On the proposed North Mesa Housing Project, he said he is very cautiously optimistic.

“I think it has the potential to be something fantastic for this community. I worry deeply that this community is not willing to dream big enough when it comes to the project and will take the easy way out and just pawn the land to some developer and just take what they get. I couldn’t feel stronger that that would be the wrong approach. I think you have the potential property with the partners involved to create something that really works and satisfies the needs of everyone in this community, and I worry we’re going to miss the mark greatly, ultimately, that’s my big fear,” Maggiore said.

 “There’s a difference between lip service to a goal and desire and ability to achieve a goal. It’s frustrating that LAPS is not in a position provide housing for staff themselves because they have been consistently underfunded by the feds and the state for the last umpteen years and they’re as hamstrung by legislation as the County is. We as the County can donate money to the schools all day long but we can only use it for capital projects,” Maggiore said.

He lamented that the County can’t assist LAPS with issues such as salaries or maintaining a building trades program that could directly benefit the community.

“Again it’s frustration that our hands are tied when it comes to actually partnering with LAPS and working for the benefit of the whole community,” Maggiore said. “We can’t go to the school district and say we see a gap and would like to fund it. We’re not allowed to do that. That to me has got to be one of the most infuriating parts of my service on Council – visualizing what’s possible and being told it’s not possible, consistently, so soon out the gate that what is potential never even becomes a glimmer in an eye. That to me is unbelievably depressing, particularly because it is often by design.”

Asked if he will ever get back into politics, Maggiore said he is not sure.

“Right now I need the break. I feel like I did a good job and it’s better to get out while some people think fondly of you as opposed to everyone hating you,” he chuckled. “That’s not entirely true. Always leave them wanting more. Isn’t that the old adage? It’s extremely heartening to know that people felt that I represented them, that people appreciated the service.”

Maggiore said he read every email he received while on Council.

“Not everyone is kind. Not everyone is positive. Some are far nastier than others. And I made a point early on of not responding to any of them. I think in my time on Council I responded to very few emails, partly because the absurd number of Inspection of Public Records Act searches that come through. As a small business owner and someone who worked other jobs on top of it, time is a commodity but I made sure to read every email and to take every email into account whether I personally agreed with the writer’s perspective or not,” he said.
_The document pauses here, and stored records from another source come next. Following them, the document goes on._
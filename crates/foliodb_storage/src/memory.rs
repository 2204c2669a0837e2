//! In-memory storage backend.

use crate::backend::StorageBackend;
use crate::error::{StorageError, StorageResult};
use parking_lot::RwLock;

/// An in-memory storage backend.
///
/// Holds all bytes in a growable buffer. Suitable for unit tests and
/// ephemeral databases that don't need persistence.
///
/// # Example
///
/// ```rust
/// use foliodb_storage::{StorageBackend, InMemoryBackend};
///
/// let mut backend = InMemoryBackend::new();
/// assert_eq!(backend.append(b"abc").unwrap(), 0);
/// assert_eq!(backend.size().unwrap(), 3);
/// ```
#[derive(Debug, Default)]
pub struct InMemoryBackend {
    data: RwLock<Vec<u8>>,
}

impl InMemoryBackend {
    /// Creates an empty in-memory backend.
    #[must_use]
    pub fn new() -> Self {
        Self::default()
    }

    /// Creates a backend pre-loaded with bytes, for recovery tests.
    #[must_use]
    pub fn with_data(data: Vec<u8>) -> Self {
        Self {
            data: RwLock::new(data),
        }
    }

    /// Returns a copy of the stored bytes.
    #[must_use]
    pub fn data(&self) -> Vec<u8> {
        self.data.read().clone()
    }
}

impl StorageBackend for InMemoryBackend {
    fn read_at(&self, offset: u64, len: usize) -> StorageResult<Vec<u8>> {
        let data = self.data.read();
        let size = data.len() as u64;
        let start = offset as usize;
        let end = start.saturating_add(len);

        if offset > size || end > data.len() {
            return Err(StorageError::ReadPastEnd { offset, len, size });
        }

        Ok(data[start..end].to_vec())
    }

    fn append(&mut self, new_data: &[u8]) -> StorageResult<u64> {
        let mut data = self.data.write();
        let offset = data.len() as u64;
        data.extend_from_slice(new_data);
        Ok(offset)
    }

    fn flush(&mut self) -> StorageResult<()> {
        Ok(())
    }

    fn sync_all(&mut self) -> StorageResult<()> {
        Ok(())
    }

    fn size(&self) -> StorageResult<u64> {
        Ok(self.data.read().len() as u64)
    }

    fn truncate(&mut self, new_size: u64) -> StorageResult<()> {
        let mut data = self.data.write();
        let size = data.len() as u64;
        if new_size > size {
            return Err(StorageError::TruncateBeyondEnd {
                requested: new_size,
                size,
            });
        }
        data.truncate(new_size as usize);
        Ok(())
    }
}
He said the fact that someone in the community felt strongly enough to take the time to express themselves is important to him.

“Every single opinion that comes in to me on Council sits with me on Council and sits with on the dais and sits with me in the back of my head when casting my vote. It is very hard to receive passionate emails from people explaining why you should vote one way and to have those emails ringing in the back of your head when you for whatever reason are voting a different way. I think if those dissenting views don’t hang with you and haunt your mind for weeks, sometimes longer after casting a vote, you probably haven’t thought about that vote long enough or hard enough,” Maggiore said.